Ooh, the dreaded "chopping block"! It's a vivid metaphor, and Fram needs it to pass off slower growth rates as actual cuts. Bush is actually increasing the size of the benefit programs Fram mentions, but Fram counts it as another Scrooge-like move because Bush isn't increasing them quickly enough.
"It's a budget that focuses on results," Bush told reporters after meeting with his Cabinet. "The taxpayers of America don't want us spending our money into something that's not achieving results."

Yet largely because of Bush's plans for a defense buildup, this year's Iraq and Afghanistan war costs, and a handful of new tax cuts, the budget shows that deficits over the five years ending in 2010 would total nearly $1.4 trillion.
We're doing important work in Afghanistan and Iraq, and yes, it costs money. But despite continued spending on Iraq, Bush's proposed budget actually shrinks the 2006 deficit by $22 billion.

We'd be ill advised to cut corners on Iraq so we can fritter away more money on Amtrak subsidies. Bush's budget may not make the trains run on time, but it puts us on the right track.

I originally linked here, but the AP story at the same URL has been replaced by a similar story by a different reporter, Martin Crutsinger.

The new article seems a little more toned down. Interesting.

ABC News's pseudo-blog The Note takes a look at Bush's odds of getting his proposed budget through Congress, and calls attention to the fact that some of the areas Bush has earmarked for cuts -- farm subsidies, for example -- are traditional Republican favorites. With Social Security reform also on his agenda, it's starting to look like Bush is paying more attention to domestic policy, and he's prepared to shake things up just as much as he did overseas.


Anonymous said...

"Overall, he would cut non-security domestic spending — excluding automatically paid benefits like Medicare — by nearly 1 percent next year." Horrors! ONE WHOLE PERCENT? Storm the Capital!

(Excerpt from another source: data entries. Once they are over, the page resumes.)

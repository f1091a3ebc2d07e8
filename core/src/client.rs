//! Public facade over the request pipeline.
//!
//! # Design
//! `RequestService` owns the long-lived pieces (base URL, default header
//! table, both middleware chains, client-wide options and the transport) and
//! lends them to a `RequestSender` for each call. Management methods take
//! `&mut self`, so they cannot run while a call is being prepared; calls
//! already dispatched hold their own snapshot of the after-receive chain.

use std::sync::Arc;

use crate::config::{ClientConfig, SenderOptions};
use crate::error::Result;
use crate::header::{HeaderResolver, Headers};
use crate::middleware::{AfterReceive, AfterReceiveChain, BeforeSend, BeforeSendChain};
use crate::sender::{CallArgs, PendingCall, RequestSender};
use crate::transport::Transport;
use crate::url_builder::UrlBuilder;

/// A configurable HTTP request client.
///
/// Every request method validates its input and returns a `PendingCall`
/// synchronously; awaiting it performs the round-trip.
pub struct RequestService {
    urls: UrlBuilder,
    headers: HeaderResolver,
    before_send: BeforeSendChain,
    after_receive: AfterReceiveChain,
    defaults: SenderOptions,
    transport: Arc<dyn Transport>,
}

impl RequestService {
    /// A client with built-in default headers, no base URL and default
    /// options.
    pub fn new(transport: Arc<dyn Transport>) -> Self {
        Self {
            urls: UrlBuilder::default(),
            headers: HeaderResolver::default(),
            before_send: BeforeSendChain::default(),
            after_receive: AfterReceiveChain::default(),
            defaults: SenderOptions::default(),
            transport,
        }
    }

    pub fn with_config(transport: Arc<dyn Transport>, config: &ClientConfig) -> Result<Self> {
        Ok(Self {
            urls: UrlBuilder::new(&config.base_url)?,
            headers: HeaderResolver::new(&config.headers)?,
            before_send: BeforeSendChain::default(),
            after_receive: AfterReceiveChain::default(),
            defaults: config.options.clone(),
            transport,
        })
    }

    pub fn base_url(&self) -> &str {
        self.urls.base_url()
    }

    pub fn set_base_url(&mut self, url: &str) -> Result<()> {
        self.urls.set_base_url(url)
    }

    pub fn default_options(&self) -> &SenderOptions {
        &self.defaults
    }

    /// Sets a default header for `method`, or for every method when `method`
    /// is `None`.
    pub fn set_default_header(&mut self, key: &str, value: &str, method: Option<&str>) -> Result<()> {
        self.headers.set_default(key, value, method)
    }

    pub fn remove_default_header(&mut self, key: &str, method: Option<&str>) -> Result<()> {
        self.headers.remove_default(key, method)
    }

    /// The default headers a call with `method` would start from.
    pub fn headers_for(&self, method: &str) -> Result<Headers> {
        self.headers.headers_for(method, &Headers::new())
    }

    pub fn add_before_send_middleware(&mut self, middleware: BeforeSend) {
        self.before_send.add(middleware);
    }

    pub fn remove_before_send_middleware(&mut self, middleware: &BeforeSend) {
        self.before_send.remove(middleware);
    }

    pub fn add_after_receive_middleware(&mut self, middleware: AfterReceive) {
        self.after_receive.add(middleware);
    }

    pub fn remove_after_receive_middleware(&mut self, middleware: &AfterReceive) {
        self.after_receive.remove(middleware);
    }

    /// `args.body` is ignored.
    pub fn get(&self, endpoint: &str, args: CallArgs) -> Result<PendingCall> {
        self.send("GET", endpoint, args)
    }

    pub fn post(&self, endpoint: &str, args: CallArgs) -> Result<PendingCall> {
        self.send("POST", endpoint, args)
    }

    pub fn put(&self, endpoint: &str, args: CallArgs) -> Result<PendingCall> {
        self.send("PUT", endpoint, args)
    }

    pub fn patch(&self, endpoint: &str, args: CallArgs) -> Result<PendingCall> {
        self.send("PATCH", endpoint, args)
    }

    /// `args.body` is ignored.
    pub fn delete(&self, endpoint: &str, args: CallArgs) -> Result<PendingCall> {
        self.send("DELETE", endpoint, args)
    }

    /// Sends a request with a method given as text. The method is
    /// uppercased before validation.
    pub fn send(&self, method: &str, endpoint: &str, args: CallArgs) -> Result<PendingCall> {
        self.sender().send(method, endpoint, args)
    }

    fn sender(&self) -> RequestSender<'_> {
        RequestSender {
            urls: &self.urls,
            headers: &self.headers,
            before_send: &self.before_send,
            after_receive: &self.after_receive,
            transport: &self.transport,
            defaults: &self.defaults,
        }
    }
}

impl std::fmt::Debug for RequestService {
    fn fmt(&self, f: &mut std::fmt::Formatter<'_>) -> std::fmt::Result {
        f.debug_struct("RequestService")
            .field("urls", &self.urls)
            .field("headers", &self.headers)
            .field("before_send", &self.before_send)
            .field("after_receive", &self.after_receive)
            .field("defaults", &self.defaults)
            .finish_non_exhaustive()
    }
}
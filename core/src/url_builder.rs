//! Base URL + endpoint + query string.

use serde_json::{Map, Value};

use crate::convert::ConversionMode;
use crate::error::{RequestError, Result};
use crate::query;

/// Holds the base URL and joins endpoints onto it.
///
/// No normalisation happens: `"https://h"` + `"/users"` is
/// `"https://h/users"`, and the caller owns the slashes.
#[derive(Debug, Clone, Default)]
pub struct UrlBuilder {
    base_url: String,
}

impl UrlBuilder {
    pub fn new(base_url: &str) -> Result<Self> {
        let mut builder = Self::default();
        builder.set_base_url(base_url)?;
        Ok(builder)
    }

    pub fn base_url(&self) -> &str {
        &self.base_url
    }

    /// Replaces the base URL. Whitespace and control characters are
    /// rejected and leave the previous value in place.
    pub fn set_base_url(&mut self, url: &str) -> Result<()> {
        if url.chars().any(|c| c.is_whitespace() || c.is_control()) {
            return Err(RequestError::InvalidArgument(format!(
                "the base url must not contain whitespace or control characters: {url:?}"
            )));
        }
        self.base_url = url.to_string();
        Ok(())
    }

    /// `base_url + endpoint`, followed by the query string of `params` after
    /// their keys went through `mode`.
    pub fn build_url(&self, endpoint: &str, params: &Map<String, Value>, mode: ConversionMode) -> String {
        let params = mode.convert_map(params);
        format!("{}{}{}", self.base_url, endpoint, query::format(&params))
    }
}
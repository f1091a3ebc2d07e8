//! Client configuration and request options.

use std::time::Duration;

use serde::{Deserialize, Serialize};

use crate::convert::ConversionMode;
use crate::header::HeaderDefaults;

/// Resolved options for a request. The client holds one set as defaults;
/// every call sees its own copy with `CallOptions` applied.
#[derive(Debug, Clone, PartialEq, Eq, Serialize, Deserialize)]
#[serde(rename_all = "camelCase")]
pub struct SenderOptions {
    /// Key conversion applied to params and body before dispatch.
    #[serde(default)]
    pub before_send_conversion_mode: ConversionMode,

    /// Carried through to the context for after-receive middleware; the
    /// client itself does not act on it.
    #[serde(default)]
    pub after_receive_conversion_mode: ConversionMode,

    /// Milliseconds to wait for the transport. `0` waits indefinitely.
    #[serde(default = "default_response_timeout")]
    pub response_timeout: u64,
}

impl Default for SenderOptions {
    fn default() -> Self {
        Self {
            before_send_conversion_mode: ConversionMode::Default,
            after_receive_conversion_mode: ConversionMode::Default,
            response_timeout: default_response_timeout(),
        }
    }
}

impl SenderOptions {
    /// The timeout to race against, if any.
    pub fn timeout(&self) -> Option<Duration> {
        (self.response_timeout > 0).then(|| Duration::from_millis(self.response_timeout))
    }

    /// Applies the fields set in `overrides` on top of `self`.
    pub fn merged(&self, overrides: &CallOptions) -> SenderOptions {
        SenderOptions {
            before_send_conversion_mode: overrides
                .before_send_conversion_mode
                .unwrap_or(self.before_send_conversion_mode),
            after_receive_conversion_mode: overrides
                .after_receive_conversion_mode
                .unwrap_or(self.after_receive_conversion_mode),
            response_timeout: overrides.response_timeout.unwrap_or(self.response_timeout),
        }
    }
}

fn default_response_timeout() -> u64 {
    5000
}

/// Per-call option overrides. Unset fields fall back to the client defaults.
#[derive(Debug, Clone, Default, PartialEq, Eq, Serialize, Deserialize)]
#[serde(rename_all = "camelCase")]
pub struct CallOptions {
    #[serde(default, skip_serializing_if = "Option::is_none")]
    pub before_send_conversion_mode: Option<ConversionMode>,
    #[serde(default, skip_serializing_if = "Option::is_none")]
    pub after_receive_conversion_mode: Option<ConversionMode>,
    #[serde(default, skip_serializing_if = "Option::is_none")]
    pub response_timeout: Option<u64>,
}

impl CallOptions {
    pub fn with_timeout(mut self, millis: u64) -> Self {
        self.response_timeout = Some(millis);
        self
    }

    pub fn with_before_send_conversion(mut self, mode: ConversionMode) -> Self {
        self.before_send_conversion_mode = Some(mode);
        self
    }
}

/// Everything a `RequestService` can be constructed from.
#[derive(Debug, Clone, Default, Serialize, Deserialize)]
#[serde(rename_all = "camelCase")]
pub struct ClientConfig {
    #[serde(default)]
    pub base_url: String,

    /// Default headers per verb, merged over the built-in defaults.
    #[serde(default)]
    pub headers: HeaderDefaults,

    #[serde(default)]
    pub options: SenderOptions,
}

Honestly. I think journos and politicos got used to the President giving money away like it was going out of style. This was his tack during his first term, and while I wasn't wild about it, I recogognized that the President needed to throw a little domestic spending around in order to get Congress to fall in line re: the war against terrorism. During the election, I believed that , should he be relected, Bush was unlikely to be so generous the second time around. The increase in Republican seats in both Houses has ensured that we are likely to see a return to a more frugal, less 'spendthrift' administration, one that we would have seen last term were it not for 9/11.

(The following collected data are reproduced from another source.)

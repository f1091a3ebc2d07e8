//! Error types for the request client.
//!
//! # Design
//! Configuration and validation problems are reported synchronously from
//! the call that caused them, before any future exists. Transport failures
//! are the only errors delivered by awaiting a `PendingCall`, and they are
//! carried through untouched in `Transport`.
//!
//! A vetoed call and a timed-out call are not errors: both resolve to an
//! `Outcome` value.

use thiserror::Error;

use crate::method::valid_methods;

/// Opaque failure produced by a `Transport` implementation.
pub type TransportError = Box<dyn std::error::Error + Send + Sync + 'static>;

/// Result alias used throughout the crate.
pub type Result<T> = std::result::Result<T, RequestError>;

/// Errors returned by the request client.
#[derive(Debug, Error)]
pub enum RequestError {
    /// A configuration setter received a value it cannot store (empty or
    /// malformed header name, header value with control characters, base
    /// URL with whitespace). The stored state is left unchanged.
    #[error("invalid argument: {0}")]
    InvalidArgument(String),

    /// The method is not one of GET, POST, PUT, PATCH, DELETE.
    #[error("the method must be one of {}, got {:?}", valid_methods().join(", "), .method)]
    InvalidMethod { method: String },

    /// The transport failed; the error is passed through as-is.
    #[error(transparent)]
    Transport(TransportError),
}

impl RequestError {
    pub(crate) fn invalid_method(method: &str) -> Self {
        RequestError::InvalidMethod {
            method: method.to_string(),
        }
    }

    /// Returns the transport's own error if this is a transport failure.
    pub fn transport_error(&self) -> Option<&(dyn std::error::Error + Send + Sync + 'static)> {
        match self {
            RequestError::Transport(err) => Some(err.as_ref()),
            _ => None,
        }
    }
}
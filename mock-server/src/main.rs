use tokio::net::TcpListener;
use tracing::info;

#[tokio::main]
async fn main() -> Result<(), std::io::Error> {
    tracing_subscriber::fmt::init();

    let port = std::env::var("PORT").unwrap_or_else(|_| "3000".to_string());
    let addr = format!("127.0.0.1:{port}");
    let listener = TcpListener::bind(&addr).await?;
    info!("listening on {addr}");
    mock_server::run(listener).await
}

And I agree wholeheartedly that things like anti-drug programs in the schools should be handled on a state and local basis. Perhaps then they will be judged by the result, rather than the intent. 

Posted by Sharon

Anonymous said...

We'll see what happens. For many things I am pretty optimistic, but the government actually spending less isn't one of them. Pork is an issue with bi-partisan popularity.

It would be great to see some farm subsidies go away though.